Mouse Neuropil Data Set. [23] consists of 70 2D SBFSEM images of size $700\times 700\times 700$ at $10\times 10\times 50$ nm/pixel resolution. A random selection of 14 images are considered as the whole supervised set, and the rest 56 images are used for testing. We test our algorithm using 14 ($100\,\%$), 7 ($50\,\%$), 3 ($21.42\,\%$), 2 ($14.29\,\%$), 1 ($7.143\,\%$), and half ($3.571\,\%$) ground truth image(s) as the supervised data. We use all the 70 images as the unsupervised data for training. We target at 2D segmentation for this data set.

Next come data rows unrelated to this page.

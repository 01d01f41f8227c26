//! Per-node workflow state store.
//!
//! Progress markers live in a nested key/value document kept separate from
//! the declarative configuration, one per node checkout. Keys are
//! slash-delimited paths into nested tables. Every access is a full
//! read-modify-write of the document; nothing is cached between calls.

use std::fs;
use std::path::PathBuf;

use toml::value::Table;
use toml::Value;

use crate::config::{ConfigNode, STATE_FILE};
use crate::error::{Result, TreeflowError};
use crate::filter;

/// Handle on one node's state document.
pub struct StateStore {
    path: PathBuf,
}

impl StateStore {
    pub fn for_node(node: &ConfigNode) -> StateStore {
        StateStore {
            path: node.path().join(STATE_FILE),
        }
    }

    fn read(&self) -> Result<Table> {
        if !self.path.exists() {
            return Ok(Table::new());
        }
        let text = fs::read_to_string(&self.path)?;
        let table: Table = toml::from_str(&text)?;
        Ok(table)
    }

    fn write(&self, table: &Table) -> Result<()> {
        if table.is_empty() {
            if self.path.exists() {
                fs::remove_file(&self.path)?;
            }
            return Ok(());
        }
        fs::write(&self.path, toml::to_string_pretty(table)?)?;
        Ok(())
    }

    /// Read a boolean marker, failing if the stored value has another type.
    pub fn get_bool(&self, key: &str) -> Result<Option<bool>> {
        match self.get_value(key)? {
            None => Ok(None),
            Some(Value::Boolean(b)) => Ok(Some(b)),
            Some(other) => Err(type_mismatch(key, "boolean", &other)),
        }
    }

    pub fn get_str(&self, key: &str) -> Result<Option<String>> {
        match self.get_value(key)? {
            None => Ok(None),
            Some(Value::String(s)) => Ok(Some(s)),
            Some(other) => Err(type_mismatch(key, "string", &other)),
        }
    }

    pub fn get_int(&self, key: &str) -> Result<Option<i64>> {
        match self.get_value(key)? {
            None => Ok(None),
            Some(Value::Integer(i)) => Ok(Some(i)),
            Some(other) => Err(type_mismatch(key, "integer", &other)),
        }
    }

    /// Set a boolean marker. Writing `false` deletes the key: absent and
    /// false are the same answer on read-back resumption.
    pub fn set_bool(&self, key: &str, value: bool) -> Result<()> {
        if value {
            self.set_value(key, Some(Value::Boolean(true)))
        } else {
            self.set_value(key, None)
        }
    }

    /// Set a string value; the empty string deletes the key.
    pub fn set_str(&self, key: &str, value: &str) -> Result<()> {
        if value.is_empty() {
            self.set_value(key, None)
        } else {
            self.set_value(key, Some(Value::String(value.to_string())))
        }
    }

    pub fn set_int(&self, key: &str, value: i64) -> Result<()> {
        self.set_value(key, Some(Value::Integer(value)))
    }

    pub fn remove(&self, key: &str) -> Result<()> {
        self.set_value(key, None)
    }

    /// Apply a value to every flattened key path matching the glob. A `None`
    /// value deletes the matching keys; used to clear whole marker families
    /// like `feature/x/closing/*` in one pass.
    ///
    /// Falsy values delete here exactly as they do in the single-key
    /// setters, so absent and false stay the same answer on read-back.
    pub fn set_matching(&self, glob: &str, value: Option<Value>) -> Result<()> {
        let value = match value {
            Some(Value::Boolean(false)) => None,
            Some(Value::String(s)) if s.is_empty() => None,
            other => other,
        };
        let matcher = filter::compile_glob(glob)?;
        let table = self.read()?;
        let keys: Vec<String> = flatten_keys(&table, "")
            .into_iter()
            .filter(|k| matcher.is_match(k))
            .collect();
        for key in keys {
            self.set_value(&key, value.clone())?;
        }
        Ok(())
    }

    fn get_value(&self, key: &str) -> Result<Option<Value>> {
        let table = self.read()?;
        let mut current = &table;
        let mut segments = key.split('/').peekable();
        while let Some(segment) = segments.next() {
            let entry = match current.get(segment) {
                Some(entry) => entry,
                None => return Ok(None),
            };
            if segments.peek().is_none() {
                return Ok(Some(entry.clone()));
            }
            current = entry.as_table().ok_or_else(|| {
                type_mismatch(key, "table", entry)
            })?;
        }
        Ok(None)
    }

    fn set_value(&self, key: &str, value: Option<Value>) -> Result<()> {
        let mut table = self.read()?;
        let segments: Vec<&str> = key.split('/').collect();
        apply(&mut table, &segments, key, value)?;
        self.write(&table)
    }
}

/// Descend into `table` along `segments`, creating intermediate tables on
/// write and pruning tables emptied by a delete.
fn apply(table: &mut Table, segments: &[&str], key: &str, value: Option<Value>) -> Result<()> {
    let (head, rest) = match segments.split_first() {
        Some(split) => split,
        None => return Ok(()),
    };
    let head = head.to_string();

    if rest.is_empty() {
        match value {
            Some(value) => {
                table.insert(head, value);
            }
            None => {
                table.remove(&head);
            }
        }
        return Ok(());
    }

    if value.is_none() && !table.contains_key(&head) {
        // Deleting below a map that does not exist is a no-op
        return Ok(());
    }

    let entry = table
        .entry(head.clone())
        .or_insert_with(|| Value::Table(Table::new()));
    let nested = match entry {
        Value::Table(nested) => nested,
        other => return Err(type_mismatch(key, "table", other)),
    };
    apply(nested, rest, key, value)?;

    if nested.is_empty() {
        table.remove(&head);
    }
    Ok(())
}

/// Flattened slash-paths of every leaf in the document.
fn flatten_keys(table: &Table, prefix: &str) -> Vec<String> {
    let mut out = Vec::new();
    for (name, value) in table {
        let path = if prefix.is_empty() {
            name.clone()
        } else {
            format!("{}/{}", prefix, name)
        };
        match value {
            Value::Table(nested) => out.extend(flatten_keys(nested, &path)),
            _ => out.push(path),
        }
    }
    out
}

fn type_mismatch(key: &str, expected: &'static str, found: &Value) -> TreeflowError {
    TreeflowError::TypeMismatch {
        key: key.to_string(),
        expected,
        found: found.type_str(),
    }
}

#[cfg(test)]
mod tests {
    use super::*;
    use crate::config::ConfigDocument;
    use tempfile::TempDir;

    fn store() -> (TempDir, StateStore) {
        let dir = TempDir::new().unwrap();
        let node = ConfigNode::register(
            ConfigDocument::new(),
            dir.path().to_path_buf(),
            "root".to_string(),
        )
        .unwrap();
        let store = StateStore::for_node(&node);
        (dir, store)
    }

    #[test]
    fn test_get_missing_is_none() {
        let (_dir, store) = store();
        assert_eq!(store.get_bool("feature/x/closing/develop").unwrap(), None);
        assert_eq!(store.get_str("active").unwrap(), None);
    }

    #[test]
    fn test_set_and_get_nested_bool() {
        let (_dir, store) = store();
        store.set_bool("feature/x/closing/develop", true).unwrap();
        assert_eq!(
            store.get_bool("feature/x/closing/develop").unwrap(),
            Some(true)
        );
        // Sibling keys are untouched
        assert_eq!(store.get_bool("feature/x/closing/master").unwrap(), None);
    }

    #[test]
    fn test_false_write_deletes_leaf() {
        let (dir, store) = store();
        store.set_bool("feature/x/closing/develop", true).unwrap();
        store.set_bool("feature/x/closing/develop", false).unwrap();
        assert_eq!(store.get_bool("feature/x/closing/develop").unwrap(), None);
        // Emptied document disappears from disk entirely
        assert!(!dir.path().join(STATE_FILE).exists());
    }

    #[test]
    fn test_type_mismatch_surfaces() {
        let (_dir, store) = store();
        store.set_str("active", "feature://x").unwrap();
        assert!(matches!(
            store.get_bool("active"),
            Err(TreeflowError::TypeMismatch { .. })
        ));
    }

    #[test]
    fn test_intermediate_non_table_is_mismatch() {
        let (_dir, store) = store();
        store.set_str("feature", "oops").unwrap();
        assert!(store.get_bool("feature/x/closing/develop").is_err());
    }

    #[test]
    fn test_state_survives_reopen() {
        let (dir, store) = store();
        store.set_str("active", "release://1.2.0").unwrap();
        store.set_int("attempts", 2).unwrap();
        drop(store);

        let node = ConfigNode::register(
            ConfigDocument::new(),
            dir.path().to_path_buf(),
            "root".to_string(),
        )
        .unwrap();
        let reopened = StateStore::for_node(&node);
        assert_eq!(
            reopened.get_str("active").unwrap(),
            Some("release://1.2.0".to_string())
        );
        assert_eq!(reopened.get_int("attempts").unwrap(), Some(2));
    }

    #[test]
    fn test_set_matching_clears_marker_family() {
        let (_dir, store) = store();
        store.set_bool("release/1.2.0/closing/develop", true).unwrap();
        store.set_bool("release/1.2.0/closing/master", true).unwrap();
        store.set_str("active", "release://1.2.0").unwrap();

        store
            .set_matching("release/1.2.0/closing/*", None)
            .unwrap();

        assert_eq!(
            store.get_bool("release/1.2.0/closing/develop").unwrap(),
            None
        );
        assert_eq!(
            store.get_bool("release/1.2.0/closing/master").unwrap(),
            None
        );
        // Unrelated keys survive
        assert!(store.get_str("active").unwrap().is_some());
    }

    #[test]
    fn test_set_matching_can_bulk_set() {
        let (_dir, store) = store();
        store.set_bool("feature/a/closing/develop", true).unwrap();
        store.set_bool("feature/b/closing/develop", true).unwrap();
        store
            .set_matching("feature/*/closing/develop", Some(Value::Integer(2)))
            .unwrap();
        assert_eq!(store.get_int("feature/a/closing/develop").unwrap(), Some(2));
        assert_eq!(store.get_int("feature/b/closing/develop").unwrap(), Some(2));
    }

    #[test]
    fn test_set_matching_falsy_write_deletes_like_the_setters() {
        let (dir, store) = store();
        store.set_bool("feature/a/closing/develop", true).unwrap();
        store.set_bool("feature/b/closing/develop", true).unwrap();
        store
            .set_matching("feature/*/closing/develop", Some(Value::Boolean(false)))
            .unwrap();
        // Absent and false must stay the same answer on read-back
        assert_eq!(store.get_bool("feature/a/closing/develop").unwrap(), None);
        assert_eq!(store.get_bool("feature/b/closing/develop").unwrap(), None);
        assert!(!dir.path().join(STATE_FILE).exists());

        store.set_str("active", "feature://x").unwrap();
        store
            .set_matching("active", Some(Value::String(String::new())))
            .unwrap();
        assert_eq!(store.get_str("active").unwrap(), None);
    }
}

Mouse Cortex Data Set. [22] is the original training set for the ISBI SNEMI3D Challenge [22]. It is a $1024\times 1024\times 100$ SSSEM image stack at $6\times 6\times 30$ nm/pixel resolution. We use the first $1024\times 1024\times 50$ substack as the supervised set and the second $1024\times 1024\times 50$ substack for testing. There are 327 ground truth neuron segments that are larger than 1000 pixels in the supervised substack, which we consider as all the available supervised data. We test the performance of our algorithm by using 327 ($100\,\%$), 163 ($49.85\,\%$), 81 ($24.77\,\%$), 40 ($12.23\,\%$), 20 ($6.116\,\%$), 10 ($3.058\,\%$), and 5 ($1.529\,\%$) true segments. Both the supervised and the testing substack are used for the unsupervised term. Due to the unavailability of the ground truth data, we did not experiment with the original testing image stack from the challenge. We target at 3D segmentation for this data set.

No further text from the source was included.